> **Activity**: The answer must consist of the listing, reproduced exactly.

> **The input**:
--------

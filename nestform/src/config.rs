//! Form configuration

use crate::validation::ValidatorRegistry;

/// Configuration shared by every field of a form.
///
/// # Example
///
/// ```
/// use nestform::config::FormConfig;
///
/// let config = FormConfig::default()
///     .with_id_prefix("signup_")
///     .with_field_region("#fields");
/// ```
#[derive(Debug, Clone)]
pub struct FormConfig {
    /// Prefix of generated form ids.
    ///
    /// Default: `"form_"`
    pub id_prefix: String,

    /// Validator factories injected into every field.
    ///
    /// Default: `Number` and `Required`
    pub validators: ValidatorRegistry,

    /// Display region the form's direct children are attached to.
    ///
    /// Default: `".form-content"`
    pub field_region: String,
}

impl Default for FormConfig {
    fn default() -> Self {
        Self {
            id_prefix: "form_".to_string(),
            validators: ValidatorRegistry::default(),
            field_region: ".form-content".to_string(),
        }
    }
}

impl FormConfig {
    /// Creates a new config with default values.
    pub fn new() -> Self {
        Self::default()
    }

    /// Sets the id prefix.
    pub fn with_id_prefix(mut self, prefix: impl Into<String>) -> Self {
        self.id_prefix = prefix.into();
        self
    }

    /// Sets the validator registry.
    pub fn with_validators(mut self, validators: ValidatorRegistry) -> Self {
        self.validators = validators;
        self
    }

    /// Sets the field region of the root form.
    pub fn with_field_region(mut self, region: impl Into<String>) -> Self {
        self.field_region = region.into();
        self
    }
}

--------

> **Solution to this exercise**:
filename nestform/src/config.rs
//! Form configuration

use crate::validation::ValidatorRegistry;

/// Configuration shared by every field of a form.
///
/// # Example
///
/// ```
/// use nestform::config::FormConfig;
///
/// let config = FormConfig::default()
///     .with_id_prefix("signup_")
///     .with_field_region("#fields");
/// ```
#[derive(Debug, Clone)]
pub struct FormConfig {
    /// Prefix of generated form ids.
    ///
    /// Default: `"form_"`
    pub id_prefix: String,

    /// Validator factories injected into every field.
    ///
    /// Default: `Number` and `Required`
    pub validators: ValidatorRegistry,

    /// Display region the form's direct children are attached to.
    ///
    /// Default: `".form-content"`
    pub field_region: String,
}

impl Default for FormConfig {
    fn default() -> Self {
        Self {
            id_prefix: "form_".to_string(),
            validators: ValidatorRegistry::default(),
            field_region: ".form-content".to_string(),
        }
    }
}

impl FormConfig {
    /// Creates a new config with default values.
    pub fn new() -> Self {
        Self::default()
    }

    /// Sets the id prefix.
    pub fn with_id_prefix(mut self, prefix: impl Into<String>) -> Self {
        self.id_prefix = prefix.into();
        self
    }

    /// Sets the validator registry.
    pub fn with_validators(mut self, validators: ValidatorRegistry) -> Self {
        self.validators = validators;
        self
    }

    /// Sets the field region of the root form.
    pub fn with_field_region(mut self, region: impl Into<String>) -> Self {
        self.field_region = region.into();
        self
    }
}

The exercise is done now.